Un super boy che traghetterà la Serbia verso una completa europeizzazione o un pericoloso accentratore, con un passato scomodo, fresco di un risultato senza precedenti? La Serbia chiamata al voto per le politiche sceglie con decisione il partito conservatore filoeuropeista Sns con il 48,44% dei voti: guidato da Aleksandar Vucic raddoppia i propri consensi rispetto al 2012 e coglie la maggioranza assoluta. Già vicepremier e ministro della difesa, Vucic ha centrato un vero e proprio plebiscito con al secondo posto, staccatissimo, il Partito socialista col 14,05% (che gli varranno 45 seggi), il Nuovo partito democratico (Nds) al 5,86% (18 seggi) e Partito democratico (Ds) con il 5,46% e 17 seggi. Fuori le formazioni che non hanno raggiunto la soglia minima del 5%.

Il dato politico è che si tratta di un risultato senza precedenti come percentuali di consensi e il fatto che il neo premier era stato ministro dell’informazione sotto Milosevic: controllerebbe anche molti dei media nazionali, come sottolineano le opposizioni, che lanciano l’allarme di plebiscito dittatoriale. Il partito dell’ex presidente Boris Tadic che ha fondato l’Nds, il PD, subisce un crollo: solo due anni fa era al 22%. Anche le minoranze entrano in parlamento, grazie a un patto di lista con i tre partiti maggiori, come gli ungheresi con nove seggi, i bosniaci musulmani del Sangiaccato con tre e gli albanesi del sud della Serbia con due. L’affluenza è stata del 50,3%, inferiore rispetto alla votazione precedente nel 2012 e circa 6,7 ​milioni sono stati gli elettori per scegliere il nuovo parlamento composto da 250 membri.

“Abbiamo bisogno di una vittoria schiacciante per creare nuovi posti di lavoro, e proseguire nelle riforme per combattere la corruzione”, aveva annunciato Vucic pochi giorni fa. Il suo partito è anche accreditato per una probabile normalizzazione delle relazioni con il Kosovo in un’ottica di comune convenienza data dall’allargamento dell’Ue. Proprio in Kosovo il 34,42% dei serbi ha votato nelle legislative anticipate svoltesi in Serbia, come ha confermato Nikola Gaon, portavoce dell’Osce, i cui delegati hanno monitorato l’intera tornata elettorale. I commenti a urne chiuse sono contrastanti. Di straordinaria storia di redenzione per Aleksandar Vucic parla l’opposizione socialista, dal momento che il neo premier ha servito come ministro dell’informazione sotto il presidente ultra­nazionalista Slobodan Milosevic.

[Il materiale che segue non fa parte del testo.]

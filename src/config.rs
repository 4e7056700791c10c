//! Link configuration.
//!
//! Defaults match the stock firmware. Any field may be overridden from a JSON
//! document; missing fields keep their defaults.
//!
//! ```
//! use epd_link::config::LinkConfig;
//!
//! let config = LinkConfig::from_json_str(r#"{ "mtu": 247, "interleave_budget": 10 }"#).unwrap();
//! assert_eq!(config.chunk_size(), 245);
//! assert_eq!(config.reconnect_delay_ms, 300);
//! ```

use std::path::Path;
use std::time::Duration;

use serde::{Deserialize, Serialize};
use uuid::Uuid;

use crate::error::{EpdError, Result};
use crate::protocol::CHUNK_OVERHEAD;

/// Primary EPD service.
pub const DEFAULT_SERVICE_UUID: Uuid = Uuid::from_u128(0x62750001_d828_918d_fb46_b6c11c675aec);

/// Command/data characteristic (write + notify).
pub const DEFAULT_COMMAND_UUID: Uuid = Uuid::from_u128(0x62750002_d828_918d_fb46_b6c11c675aec);

/// Firmware version characteristic (read).
pub const DEFAULT_VERSION_UUID: Uuid = Uuid::from_u128(0x62750003_d828_918d_fb46_b6c11c675aec);

/// Default transport message size before the peripheral reports its own.
pub const DEFAULT_MTU: usize = 20;

/// Default number of unconfirmed chunk writes between confirmed ones.
pub const DEFAULT_INTERLEAVE_BUDGET: usize = 50;

/// Default delay between a forced disconnect and the reconnect attempt.
pub const DEFAULT_RECONNECT_DELAY_MS: u64 = 300;

/// Version assumed when the version characteristic cannot be read.
pub const DEFAULT_FALLBACK_FIRMWARE_VERSION: u8 = 0x15;

/// Oldest firmware that speaks the chunked image protocol.
pub const DEFAULT_MIN_FIRMWARE_VERSION: u8 = 0x16;

/// Default capacity of the client event broadcast channel.
pub const DEFAULT_EVENT_CAPACITY: usize = 256;

/// Configuration for a device link.
#[derive(Debug, Clone, PartialEq, Eq, Serialize, Deserialize)]
#[serde(default)]
pub struct LinkConfig {
    /// Service advertised by the display.
    pub service_uuid: Uuid,
    /// Write + notify characteristic carrying command frames.
    pub command_uuid: Uuid,
    /// Optional read-only firmware version characteristic.
    pub version_uuid: Uuid,
    /// Transport message size ceiling (opcode and tag bytes included).
    pub mtu: usize,
    /// Unconfirmed writes allowed before a confirmed write is forced.
    pub interleave_budget: usize,
    /// Delay before reconnecting, in milliseconds.
    pub reconnect_delay_ms: u64,
    /// Version assumed when the version read fails.
    pub fallback_firmware_version: u8,
    /// Versions below this trigger a stale-firmware warning.
    pub min_firmware_version: u8,
    /// Capacity of the client event channel.
    pub event_capacity: usize,
}

impl Default for LinkConfig {
    fn default() -> Self {
        Self {
            service_uuid: DEFAULT_SERVICE_UUID,
            command_uuid: DEFAULT_COMMAND_UUID,
            version_uuid: DEFAULT_VERSION_UUID,
            mtu: DEFAULT_MTU,
            interleave_budget: DEFAULT_INTERLEAVE_BUDGET,
            reconnect_delay_ms: DEFAULT_RECONNECT_DELAY_MS,
            fallback_firmware_version: DEFAULT_FALLBACK_FIRMWARE_VERSION,
            min_firmware_version: DEFAULT_MIN_FIRMWARE_VERSION,
            event_capacity: DEFAULT_EVENT_CAPACITY,
        }
    }
}

impl LinkConfig {
    /// Parse a JSON document, filling missing fields with defaults.
    pub fn from_json_str(json: &str) -> Result<Self> {
        let config: Self = serde_json::from_str(json)?;
        config.validate()?;
        Ok(config)
    }

    /// Load a JSON config file.
    pub fn from_json_file(path: impl AsRef<Path>) -> Result<Self> {
        let text = std::fs::read_to_string(path)?;
        Self::from_json_str(&text)
    }

    /// Check that the values describe a usable link.
    pub fn validate(&self) -> Result<()> {
        if self.mtu <= CHUNK_OVERHEAD {
            return Err(EpdError::InvalidTransfer(format!(
                "mtu {} leaves no room for image data (overhead {})",
                self.mtu, CHUNK_OVERHEAD
            )));
        }
        if self.event_capacity == 0 {
            return Err(EpdError::InvalidState(
                "event_capacity must be at least 1".to_string(),
            ));
        }
        Ok(())
    }

    /// Image bytes per chunk at the configured MTU.
    #[inline]
    pub fn chunk_size(&self) -> usize {
        self.mtu.saturating_sub(CHUNK_OVERHEAD)
    }

    /// Reconnect delay as a `Duration`.
    #[inline]
    pub fn reconnect_delay(&self) -> Duration {
        Duration::from_millis(self.reconnect_delay_ms)
    }
}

L’opposizione dice che sarebbe pericoloso concentrare troppo potere nelle sue mani, in quanto “l’intero paese è ipnotizzato da questo super ­ragazzo, che controlla tutti i media e decide su tutto ­ ha dichiarato Borko Stefanovic, leader parlamentare del Partito Democratico – quello che ci troviamo di fronte oggi è un regime da one­man”. Ma il prossimo governo della Serbia, al di là della storia del suo timoniere, avrà molto da fare: un serbo su tre non riesce ad accedere al mercato del lavoro, il processo di adesione all’UE presenta ancora scogli e difficoltà legate dal rispetto delle condizioni imposte da Bruxelles. Vucic ha promesso una radicale riforma del settore pubblico, di quello pensionistico e del welfare con l’obiettivo ambizioso di far emergere il Paese dalle ceneri della Jugoslavia federale, rivendicando una leadership economica nei Balcani occidentali.

Inoltre a breve dovrebbe bussare alla porta del Fmi per ottenere un nuovo prestito. Ma Vucic fu ministro dell’informazione alla fine del 1990 quando i quotidiani nazionali vennero multati e chiusi da una legge fatta ad hoc per imbavagliare il dissenso contro Milosevic: erano i giorni della guerra in Kosovo. Un passato che i serbi pare abbiano già dimenticato.